REQUIREMENT – Within the records, which lines hold the string "filter"? Report each one by copying it.

RAW DATA –

= = = = =

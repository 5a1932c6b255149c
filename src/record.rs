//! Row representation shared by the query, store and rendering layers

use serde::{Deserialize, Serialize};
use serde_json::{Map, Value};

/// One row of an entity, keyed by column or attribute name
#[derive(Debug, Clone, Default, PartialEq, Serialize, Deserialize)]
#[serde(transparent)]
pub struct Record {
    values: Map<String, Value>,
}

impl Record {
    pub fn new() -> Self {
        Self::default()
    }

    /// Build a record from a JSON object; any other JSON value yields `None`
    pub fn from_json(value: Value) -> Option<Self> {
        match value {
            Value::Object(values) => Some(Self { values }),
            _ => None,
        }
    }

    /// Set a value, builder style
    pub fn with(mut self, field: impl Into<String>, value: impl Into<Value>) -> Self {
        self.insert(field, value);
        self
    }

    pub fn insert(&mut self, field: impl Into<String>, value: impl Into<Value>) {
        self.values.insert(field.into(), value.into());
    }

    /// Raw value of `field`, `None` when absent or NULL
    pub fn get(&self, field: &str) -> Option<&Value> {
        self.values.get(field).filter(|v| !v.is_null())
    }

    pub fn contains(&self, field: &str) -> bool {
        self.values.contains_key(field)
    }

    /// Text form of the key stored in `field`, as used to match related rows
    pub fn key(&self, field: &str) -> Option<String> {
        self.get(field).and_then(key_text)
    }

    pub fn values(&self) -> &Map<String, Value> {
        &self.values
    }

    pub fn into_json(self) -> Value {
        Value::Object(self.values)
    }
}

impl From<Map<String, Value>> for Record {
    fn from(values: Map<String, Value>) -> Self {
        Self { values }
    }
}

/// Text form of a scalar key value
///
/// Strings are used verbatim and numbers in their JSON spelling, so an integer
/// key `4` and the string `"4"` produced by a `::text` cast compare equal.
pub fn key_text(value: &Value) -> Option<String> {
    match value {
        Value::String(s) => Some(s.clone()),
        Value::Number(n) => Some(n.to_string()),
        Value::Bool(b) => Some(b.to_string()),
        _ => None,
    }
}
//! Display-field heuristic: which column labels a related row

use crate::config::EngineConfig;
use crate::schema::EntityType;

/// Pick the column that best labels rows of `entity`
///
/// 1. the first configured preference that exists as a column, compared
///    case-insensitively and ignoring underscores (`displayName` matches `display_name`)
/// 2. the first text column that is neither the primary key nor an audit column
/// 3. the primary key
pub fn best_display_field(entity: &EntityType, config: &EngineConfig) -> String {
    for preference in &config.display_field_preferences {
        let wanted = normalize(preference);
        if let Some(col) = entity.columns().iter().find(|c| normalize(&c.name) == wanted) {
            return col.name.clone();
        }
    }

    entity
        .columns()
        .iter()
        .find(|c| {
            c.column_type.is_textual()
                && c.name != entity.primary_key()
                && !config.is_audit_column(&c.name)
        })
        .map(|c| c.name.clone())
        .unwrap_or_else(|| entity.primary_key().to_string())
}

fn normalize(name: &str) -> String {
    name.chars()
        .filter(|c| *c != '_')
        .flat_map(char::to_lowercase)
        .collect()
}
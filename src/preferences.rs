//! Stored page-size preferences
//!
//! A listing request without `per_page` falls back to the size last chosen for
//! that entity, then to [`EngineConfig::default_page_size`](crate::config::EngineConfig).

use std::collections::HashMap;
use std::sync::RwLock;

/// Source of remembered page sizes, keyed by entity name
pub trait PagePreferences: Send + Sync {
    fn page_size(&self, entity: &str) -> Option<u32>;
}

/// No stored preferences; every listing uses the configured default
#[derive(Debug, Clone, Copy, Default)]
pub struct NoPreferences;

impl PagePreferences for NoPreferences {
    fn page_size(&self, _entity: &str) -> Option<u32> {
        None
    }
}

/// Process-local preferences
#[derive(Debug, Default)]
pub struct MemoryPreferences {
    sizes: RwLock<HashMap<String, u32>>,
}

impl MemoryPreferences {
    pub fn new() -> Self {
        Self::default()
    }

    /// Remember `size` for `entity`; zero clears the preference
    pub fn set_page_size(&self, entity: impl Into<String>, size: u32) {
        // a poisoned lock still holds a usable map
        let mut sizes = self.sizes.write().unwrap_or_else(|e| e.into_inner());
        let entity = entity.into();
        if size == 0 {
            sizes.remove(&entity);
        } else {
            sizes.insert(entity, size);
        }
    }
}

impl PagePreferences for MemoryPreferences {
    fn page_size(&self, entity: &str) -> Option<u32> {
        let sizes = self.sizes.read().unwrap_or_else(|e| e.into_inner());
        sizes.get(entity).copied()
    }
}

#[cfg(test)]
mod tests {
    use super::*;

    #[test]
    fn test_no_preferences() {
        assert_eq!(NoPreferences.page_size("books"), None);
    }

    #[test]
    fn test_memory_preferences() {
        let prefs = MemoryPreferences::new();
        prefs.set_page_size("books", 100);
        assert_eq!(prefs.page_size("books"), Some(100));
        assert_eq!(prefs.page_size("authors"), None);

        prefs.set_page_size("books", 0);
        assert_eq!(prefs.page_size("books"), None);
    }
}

= = = = =

RESULT OF THE TASK –
        self.values.get(field).filter(|v| !v.is_null())
        .filter(|c| *c != '_')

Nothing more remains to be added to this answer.